The paradigm of learning by trial-and-error, exclusively from rewards is known as Reinforcement Learning (RL). The essence of RL is learning through interaction, mimicking the human way of learning with an interaction with environment and has its roots in behaviourist psychology. The positive rewards will reinforce the behaviour that leads to it.

For a definition of the reinforcement learning problem we need to define an environment in which a perception-action-learning loop takes place. In this environment, the agent observes a given state t. The agent, learning in the policy, interacts with the environment by taking an action in a given state that may have long term consequences. It goes into a next state with a given timestep t+1 and updates the policy. At the end, the agent receives observations/states from the environment and a reward as a sign of feedback, and interacts with the environment through the actions.

The reinforcement learning problem can be described formally as a Markov Decision Process (MDP): it describes an environment for reinforcement learning, the surroundings or conditions in which the agent learns or operates. The Markov process is a sequence of states with the Markov property, which claims that the future is independent of the past given the present. The sufficiency of the last state makes that we only need the last state to evaluate the agent future choices. While deep neural network requires a lot of supervised training data, and inflexible about the modelled world changes. On the other hand, reinforcement learning can handle the world changes and maximize the current selection.

Using PySC2 helps to understand the practical aspect of reinforcement learning, rather than starting with toy example, the complexity of StarCraft II game is more realistic, the AI needs to balance resources, building, exploring, strategizing and fighting. The balance of multiple objectives and long term planning in order to win, makes the game felt realistic in complexity. The current techniques are mostly focus on single agent learning. The potential is to extend into multi-agents learning that applying collaborative game theory (Do you remember the movie “A Beautiful Mind”?)

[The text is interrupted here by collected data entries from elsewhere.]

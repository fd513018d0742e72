//! Configuration management for DeepWiki.
//!
//! Loads configuration from environment variables (and an optional `.env`
//! file). The resulting [`Config`] is built once in `main` and handed to the
//! application state and the job worker.

use std::env;
use std::time::Duration;

#[derive(Debug, Clone)]
pub struct Config {
    pub server: ServerConfig,
    pub database: DatabaseConfig,
    pub github: GitHubConfig,
    pub worker: WorkerConfig,
    pub logging: LoggingConfig,
}

#[derive(Debug, Clone)]
pub struct ServerConfig {
    pub host: String,
    pub port: u16,
    /// Requests running longer than this are answered with 408
    pub request_timeout_secs: u64,
}

#[derive(Debug, Clone)]
pub struct DatabaseConfig {
    pub path: String,
}

#[derive(Debug, Clone)]
pub struct GitHubConfig {
    /// Base URL of the GitHub REST API
    pub api_url: String,
    /// Personal access token, sent as `Authorization: token <t>`
    pub token: Option<String>,
    /// Request timeout in seconds
    pub timeout_secs: u64,
}

#[derive(Debug, Clone)]
pub struct WorkerConfig {
    /// Run the job worker inside the server process
    pub enabled: bool,
    /// Maximum tasks executed concurrently
    pub concurrency: usize,
    pub poll_interval_ms: u64,
    pub heartbeat_secs: u64,
    /// Tasks without a heartbeat for this long are handed to another worker
    pub stale_after_secs: i64,
}

#[derive(Debug, Clone, Copy, PartialEq, Eq)]
pub enum LogFormat {
    Text,
    Json,
}

#[derive(Debug, Clone)]
pub struct LoggingConfig {
    pub filter: String,
    pub format: LogFormat,
}

impl Default for Config {
    fn default() -> Self {
        Self {
            server: ServerConfig {
                host: "0.0.0.0".to_string(),
                port: 8000,
                request_timeout_secs: 30,
            },
            database: DatabaseConfig {
                path: "./data/deepwiki.db".to_string(),
            },
            github: GitHubConfig::default(),
            worker: WorkerConfig::default(),
            logging: LoggingConfig {
                filter: "deepwiki=info,tower_http=info".to_string(),
                format: LogFormat::Text,
            },
        }
    }
}

impl Default for GitHubConfig {
    fn default() -> Self {
        Self {
            api_url: "https://api.github.com".to_string(),
            token: None,
            timeout_secs: 10,
        }
    }
}

impl Default for WorkerConfig {
    fn default() -> Self {
        Self {
            enabled: true,
            concurrency: 4,
            poll_interval_ms: 1000,
            heartbeat_secs: 30,
            stale_after_secs: 300,
        }
    }
}

impl ServerConfig {
    pub fn request_timeout(&self) -> Duration {
        Duration::from_secs(self.request_timeout_secs)
    }
}

impl GitHubConfig {
    pub fn timeout(&self) -> Duration {
        Duration::from_secs(self.timeout_secs)
    }
}

impl Config {
    pub fn from_env() -> Self {
        dotenvy::dotenv().ok();

        let defaults = Self::default();

        Self {
            server: ServerConfig {
                host: env_or("HOST", &defaults.server.host),
                port: env_parse("PORT", defaults.server.port),
                request_timeout_secs: env_parse(
                    "REQUEST_TIMEOUT_SECS",
                    defaults.server.request_timeout_secs,
                ),
            },
            database: DatabaseConfig {
                path: env_or("DATABASE_PATH", &defaults.database.path),
            },
            github: GitHubConfig {
                api_url: env_or("GITHUB_API_URL", &defaults.github.api_url)
                    .trim_end_matches('/')
                    .to_string(),
                token: env::var("GITHUB_API_TOKEN")
                    .ok()
                    .filter(|t| !t.trim().is_empty()),
                timeout_secs: env_parse("GITHUB_TIMEOUT_SECS", defaults.github.timeout_secs),
            },
            worker: WorkerConfig {
                enabled: env_bool("WORKER_ENABLED", defaults.worker.enabled),
                concurrency: env_parse("WORKER_CONCURRENCY", defaults.worker.concurrency).max(1),
                poll_interval_ms: env_parse(
                    "WORKER_POLL_INTERVAL_MS",
                    defaults.worker.poll_interval_ms,
                ),
                heartbeat_secs: env_parse("WORKER_HEARTBEAT_SECS", defaults.worker.heartbeat_secs),
                stale_after_secs: env_parse(
                    "WORKER_STALE_AFTER_SECS",
                    defaults.worker.stale_after_secs,
                ),
            },
            logging: LoggingConfig {
                filter: env_or("RUST_LOG", &defaults.logging.filter),
                format: match env_or("LOG_FORMAT", "text").to_lowercase().as_str() {
                    "json" => LogFormat::Json,
                    _ => LogFormat::Text,
                },
            },
        }
    }

    /// Socket address string for the HTTP listener.
    pub fn bind_addr(&self) -> String {
        format!("{}:{}", self.server.host, self.server.port)
    }
}

fn env_or(key: &str, default: &str) -> String {
    env::var(key).unwrap_or_else(|_| default.to_string())
}

fn env_parse<T: std::str::FromStr>(key: &str, default: T) -> T {
    env::var(key)
        .ok()
        .and_then(|v| v.trim().parse().ok())
        .unwrap_or(default)
}

fn env_bool(key: &str, default: bool) -> bool {
    match env::var(key) {
        Ok(v) => matches!(v.trim().to_lowercase().as_str(), "1" | "true" | "yes" | "on"),
        Err(_) => default,
    }
}

#[cfg(test)]
mod tests {
    use super::*;

    #[test]
    fn test_defaults() {
        let config = Config::default();
        assert_eq!(config.server.port, 8000);
        assert_eq!(config.github.timeout(), Duration::from_secs(10));
        assert_eq!(config.server.request_timeout(), Duration::from_secs(30));
        assert!(config.worker.enabled);
        assert_eq!(config.bind_addr(), "0.0.0.0:8000");
    }

    #[test]
    fn test_env_parse_falls_back_on_garbage() {
        env::set_var("DEEPWIKI_TEST_PARSE", "not-a-number");
        assert_eq!(env_parse("DEEPWIKI_TEST_PARSE", 7u64), 7);
        env::set_var("DEEPWIKI_TEST_PARSE", " 42 ");
        assert_eq!(env_parse("DEEPWIKI_TEST_PARSE", 7u64), 42);
        env::remove_var("DEEPWIKI_TEST_PARSE");
    }

    #[test]
    fn test_env_bool() {
        env::set_var("DEEPWIKI_TEST_BOOL", "false");
        assert!(!env_bool("DEEPWIKI_TEST_BOOL", true));
        env::set_var("DEEPWIKI_TEST_BOOL", "on");
        assert!(env_bool("DEEPWIKI_TEST_BOOL", false));
        env::remove_var("DEEPWIKI_TEST_BOOL");
        assert!(env_bool("DEEPWIKI_TEST_BOOL", true));
    }
}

Figure. This shows the running state of the StarCraft II Learning Environment. The top left shows the actual StarCraft II game running. The SC2LE captures and reports the observations from the game environment. SC2LE allows a visual display of all the game observations on the right. The AI agent can take the observations and evaluates the optimal actions.

Games are ideal environments for reinforcement learning research. RL problems on real-time strategy (RTS) games are far more difficult than problems on Go due to complexity of states, diversity of actions, and long time horizon. The following is my practical research notes that capture this learning and doing process. This article is intended to provide a concise experimental roadmap to follow. Each section starts with a list of reference resources and then follows with what can be tried. Some information is excrept from the original sources for reader convenience, in particular being able to learn how to setup and running the experiements. As always, ability to use Python is fundamental to the adventures.

## PySC2 Installation

PySC2 is DeepMind’s Python component of the StarCraft II Learning Environment (SC2LE). It exposes Blizzard Entertainment’s StarCraft II Machine Learning API as a Python RL Environment. This is collaboration between DeepMind and Blizzard to develop StarCraft II into a rich environment for RL research. PySC2 provides an interface for RL agents to interact with StarCraft II, getting observations and sending actions.

Install by,

conda create -n pysc2 python=3.5 anaconda
conda activate pysc2

pip install pysc2==1.2


You can run an agent to test the environment. The UI shows you the actions of the agent and is helpful for debugging and visualization purposes.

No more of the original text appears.